2. Penyaluran Melalui Rekening Gaji
THR disalurkan langsung ke rekening gaji pegawai atau pensiunan. Proses ini dilakukan oleh Kementerian Keuangan bekerja sama dengan bank pelaksana.
3. Notifikasi Pencairan THR
Setelah THR cair, pegawai akan mendapatkan notifikasi melalui sistem informasi kepegawaian atau SMS. Ini memastikan transparansi dan kepastian pencairan.
THR vs Gaji ke-13: Apa Bedanya?
Meski sering disamakan, THR dan gaji ke-13 memiliki perbedaan. THR adalah tunjangan khusus menjelang hari raya, sedangkan gaji ke-13 biasanya diberikan sebagai bonus akhir tahun. THR lebih bersifat simbolis dan religius, sementara gaji ke-13 lebih ke arah penghargaan atas kinerja.
Kesalahan Umum Soal THR
Banyak orang salah kaprah soal THR. Ada yang mengira THR diberikan setiap bulan, atau semua ASN otomatis dapat THR penuh. Padahal, THR hanya diberikan menjelang hari raya tertentu dan ada syarat masa kerja yang harus dipenuhi.
Disclaimer
Informasi THR 2026 berdasarkan PP Nomor 9 Tahun 2026. Namun, kebijakan pemerintah bisa berubah sewaktu-waktu tergantung situasi ekonomi dan anggaran negara. Data di atas bersifat estimasi dan dapat berubah tanpa pemberitahuan terlebih dahulu.
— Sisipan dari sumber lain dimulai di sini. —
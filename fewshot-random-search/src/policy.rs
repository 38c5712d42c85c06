use crate::config::RandomSearchConfig;
use crate::error::SearchError;
use crate::strategy::{CandidateStrategy, shuffled};
use fewshot_teleprompt::{BootstrapFewShot, LabeledFewShot};
use fewshot_types::error::CompileError;
use fewshot_types::example::Example;
use fewshot_types::metric::Metric;
use fewshot_types::program::Program;
use fewshot_types::teleprompter::Teleprompter;
use std::sync::Arc;

/// Builds the candidate program for a strategy.
///
/// Every candidate starts from a fresh copy of the student; the student
/// itself is never modified.
pub struct CandidatePolicy {
    metric: Arc<dyn Metric>,
    config: RandomSearchConfig,
}

impl CandidatePolicy {
    /// Create a policy scoring bootstrap traces with `metric`.
    pub fn new(metric: Arc<dyn Metric>, config: RandomSearchConfig) -> Self {
        Self { metric, config }
    }

    /// The configuration candidates are built from.
    pub fn config(&self) -> &RandomSearchConfig {
        &self.config
    }

    /// Map `seed` to its strategy and build that candidate.
    ///
    /// An out-of-range seed fails with [`SearchError::InvalidSeed`] before
    /// any compiler runs.
    pub async fn generate_for_seed<P: Program>(
        &self,
        seed: i64,
        student: &P,
        teacher: Option<&P>,
        trainset: &[Example],
    ) -> Result<(CandidateStrategy, P), SearchError> {
        let strategy = CandidateStrategy::for_seed(seed, &self.config)?;
        let program = self.generate(&strategy, student, teacher, trainset).await?;
        Ok((strategy, program))
    }

    /// Build the candidate for `strategy`.
    pub async fn generate<P: Program>(
        &self,
        strategy: &CandidateStrategy,
        student: &P,
        teacher: Option<&P>,
        trainset: &[Example],
    ) -> Result<P, CompileError> {
        match *strategy {
            CandidateStrategy::ZeroShot => Ok(student.reset_copy()),
            CandidateStrategy::LabeledOnly => {
                LabeledFewShot::new(self.config.max_labeled_demos)
                    .compile(student, teacher, trainset)
                    .await
            }
            CandidateStrategy::UnshuffledBootstrap => {
                self.bootstrapper(self.config.max_bootstrapped_demos)
                    .compile(student, teacher, trainset)
                    .await
            }
            CandidateStrategy::RandomizedBootstrap { seed, size } => {
                let trainset = shuffled(trainset, seed);
                self.bootstrapper(size)
                    .compile(student, teacher, &trainset)
                    .await
            }
        }
    }

    fn bootstrapper(&self, max_bootstrapped: usize) -> BootstrapFewShot {
        BootstrapFewShot::new(
            Arc::clone(&self.metric),
            self.config.bootstrap_config(max_bootstrapped),
        )
    }
}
THR tahun 2026 menjadi momen penting bagi ASN, PPPK, dan pensiunan untuk menambah penghasilan menjelang Idul Fitri. Dengan memahami aturan dan jadwal pencairan, penerima bisa lebih siap menyambut lebaran dengan tenang. Jangan lupa pantau terus perkembangan resmi dari instansi terkait agar tidak ketinggalan informasi.